ACTIVITY >> How many lines in the records below contain the word "strings"? Answer with the number and nothing else.

BEGIN DATA SHOWN

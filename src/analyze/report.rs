// src/analyze/report.rs
//! Strategic market report over a sample of current headlines.

use serde::{Deserialize, Serialize};
use serde_json::{json, Value};

use crate::genai::decode::{decode_object, text_field, text_list, JsonObject};
use crate::genai::{DynGenerator, GenerateOptions};
use crate::news::NewsItem;

#[derive(Debug, Clone, Copy, PartialEq, Eq, Default, Serialize, Deserialize)]
pub enum Outlook {
    Positive,
    #[default]
    Neutral,
    Negative,
}

impl Outlook {
    /// English names or the Vietnamese labels; anything else is neutral.
    pub fn parse(raw: &str) -> Self {
        match raw.trim().to_lowercase().as_str() {
            "positive" | "tích cực" => Outlook::Positive,
            "negative" | "tiêu cực" => Outlook::Negative,
            _ => Outlook::Neutral,
        }
    }
}

#[derive(Debug, Clone, PartialEq, Eq, Serialize, Deserialize)]
pub struct SectorOutlook {
    pub sector: String,
    pub outlook: Outlook,
    pub reason: String,
}

#[derive(Debug, Clone, PartialEq, Eq, Serialize, Deserialize)]
#[serde(rename_all = "camelCase")]
pub struct MarketReport {
    pub title: String,
    pub period: String,
    pub macro_sentiment: String,
    pub key_takeaways: Vec<String>,
    pub sector_outlooks: Vec<SectorOutlook>,
    pub strategic_advice: String,
}

const DEFAULT_TITLE: &str = "Báo cáo chiến lược thị trường BĐS";
const DEFAULT_PERIOD: &str = "Tuần";

/// `None` when the object carries neither takeaways nor sector outlooks.
pub fn normalize_report(raw: &JsonObject) -> Option<MarketReport> {
    let key_takeaways = text_list(raw, "keyTakeaways");
    let sector_outlooks: Vec<SectorOutlook> = raw
        .get("sectorOutlooks")
        .or_else(|| raw.get("sectorOutlook"))
        .and_then(Value::as_array)
        .map(|arr| {
            arr.iter()
                .filter_map(Value::as_object)
                .filter_map(|o| {
                    Some(SectorOutlook {
                        sector: text_field(o, "sector")?,
                        outlook: text_field(o, "outlook")
                            .map(|s| Outlook::parse(&s))
                            .unwrap_or_default(),
                        reason: text_field(o, "reason").unwrap_or_default(),
                    })
                })
                .collect()
        })
        .unwrap_or_default();

    if key_takeaways.is_empty() && sector_outlooks.is_empty() {
        return None;
    }

    Some(MarketReport {
        title: text_field(raw, "title").unwrap_or_else(|| DEFAULT_TITLE.to_string()),
        period: text_field(raw, "period").unwrap_or_else(|| DEFAULT_PERIOD.to_string()),
        macro_sentiment: text_field(raw, "macroSentiment").unwrap_or_default(),
        key_takeaways,
        sector_outlooks,
        strategic_advice: text_field(raw, "strategicAdvice").unwrap_or_default(),
    })
}

pub fn build_prompt(items: &[NewsItem]) -> String {
    let lines: Vec<String> = items
        .iter()
        .map(|i| format!("- [{}] {}", i.category.label(), i.title))
        .collect();
    format!(
        "Bạn là chiến lược gia thị trường Bất động sản Việt Nam.\n\
         Dựa trên các tin sau, hãy viết một MARKET REPORT ngắn cho nhà đầu tư:\n{}\n\n\
         Trả về JSON gồm: title, period, macroSentiment, keyTakeaways (mảng chuỗi), \
         sectorOutlooks (mảng {{sector, outlook: \"Tích cực\" | \"Trung lập\" | \"Tiêu cực\", reason}}), \
         strategicAdvice.",
        lines.join("\n")
    )
}

fn response_schema() -> Value {
    let strings = json!({ "type": "ARRAY", "items": { "type": "STRING" } });
    json!({
        "type": "OBJECT",
        "properties": {
            "title": { "type": "STRING" },
            "period": { "type": "STRING" },
            "macroSentiment": { "type": "STRING" },
            "keyTakeaways": strings,
            "sectorOutlooks": {
                "type": "ARRAY",
                "items": {
                    "type": "OBJECT",
                    "properties": {
                        "sector": { "type": "STRING" },
                        "outlook": { "type": "STRING", "enum": ["Tích cực", "Trung lập", "Tiêu cực"] },
                        "reason": { "type": "STRING" }
                    },
                    "required": ["sector", "outlook", "reason"]
                }
            },
            "strategicAdvice": { "type": "STRING" }
        },
        "required": ["title", "period", "macroSentiment", "keyTakeaways", "sectorOutlooks", "strategicAdvice"]
    })
}

pub async fn generate_market_report(
    generator: &DynGenerator,
    items: &[NewsItem],
    sample: usize,
) -> Option<MarketReport> {
    let sample = &items[..items.len().min(sample.max(1))];
    if sample.is_empty() || !generator.has_credential() {
        return None;
    }

    let prompt = build_prompt(sample);
    let generation = match generator
        .generate(&prompt, &GenerateOptions::json(response_schema()))
        .await
    {
        Ok(g) => g,
        Err(e) => {
            tracing::warn!(target: "genai", error = ?e, "market report generation failed");
            return None;
        }
    };

    let report = decode_object(&generation.text).and_then(|o| normalize_report(&o));
    if report.is_none() {
        tracing::warn!(target: "genai", "market report response unusable");
    }
    report
}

END DATA SHOWN

EXERCISE RESPONSE >> 2